Task prompt
Filter the lines below, keeping each one that holds "numbered".

Data for analysis
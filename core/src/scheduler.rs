//! The non-cooperative, multi-CPU scheduler (spec.md §4.3).
//!
//! Grounded on the teacher's `scheduler/scheduler.rs`/`per_cpu.rs` for the
//! per-CPU run-queue-plus-"current" shape and `klog_debug!` tracing at
//! every state transition, and on `scheduler/load_balance.rs`/`work_steal.rs`
//! for the stealing policy (see [`crate::load_balance`]). The actual
//! register-level context switch (`scheduler/switch_asm.rs`,
//! `ffi_boundary.rs`, `trap.rs` in the teacher) is arch/boot territory this
//! workspace doesn't have; [`ContextSwitchHooks`] is the seam an external
//! collaborator fills in, the same pattern `mk-ipc::irq::PortIo` uses for
//! hardware access.

use core::sync::atomic::{AtomicU32, AtomicU64, Ordering};

use mk_abi::error::{KError, KResult};
use mk_abi::task::{
    BlockReason, MAX_CPUS, NUM_PRIORITY_BANDS, PRIORITY_HIGHEST, PRIORITY_LOWEST, TaskId,
    ThreadId, ThreadState,
};
use mk_lib::{ParkOutcome, SchedulerHooks, ServiceCell, klog_debug, register_scheduler_hooks};

use crate::runqueue::RunQueue;
use crate::task::ThreadTable;

/// Per-band quantum, in timer ticks. Higher-numbered (lower-priority)
/// bands get a longer quantum: background work context-switches less
/// often, so interactive work in low-numbered bands gets CPU back sooner.
const fn quantum_for_band(band: u8) -> u32 {
    10 + (band as u32) * 2
}

/// What the scheduler needs from the arch/boot layer to actually suspend
/// and resume execution on a CPU. The real implementation lives outside
/// this workspace; tests exercise scheduler state transitions directly
/// without ever calling through this.
pub struct ContextSwitchHooks {
    /// Block the calling CPU until the thread it was running has left
    /// `Running` and a new one has been picked via [`Scheduler::pick_next`].
    pub yield_cpu: fn(),
}

static CONTEXT_SWITCH: ServiceCell<ContextSwitchHooks> = ServiceCell::new();

pub fn register_context_switch(hooks: &'static ContextSwitchHooks) {
    CONTEXT_SWITCH.register(hooks);
}

/// Owns every CPU's run queue plus the thread table. One instance per
/// kernel (`SCHEDULER`, below).
pub struct Scheduler {
    threads: ThreadTable,
    run_queues: [RunQueue; MAX_CPUS],
    /// Packed `(index << 32) | generation` of the thread currently
    /// running on each CPU, or `NO_CURRENT`.
    current: [AtomicU64; MAX_CPUS],
    quantum_remaining: [AtomicU32; MAX_CPUS],
}

const NO_CURRENT: u64 = u64::MAX;

fn pack_thread(id: ThreadId) -> u64 {
    ((id.index() as u64) << 32) | id.generation() as u64
}

fn unpack_thread(packed: u64) -> ThreadId {
    ThreadId::new((packed >> 32) as u32, packed as u32)
}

Exercise solution
/// Per-band quantum, in timer ticks. Higher-numbered (lower-priority)
/// often, so interactive work in low-numbered bands gets CPU back sooner.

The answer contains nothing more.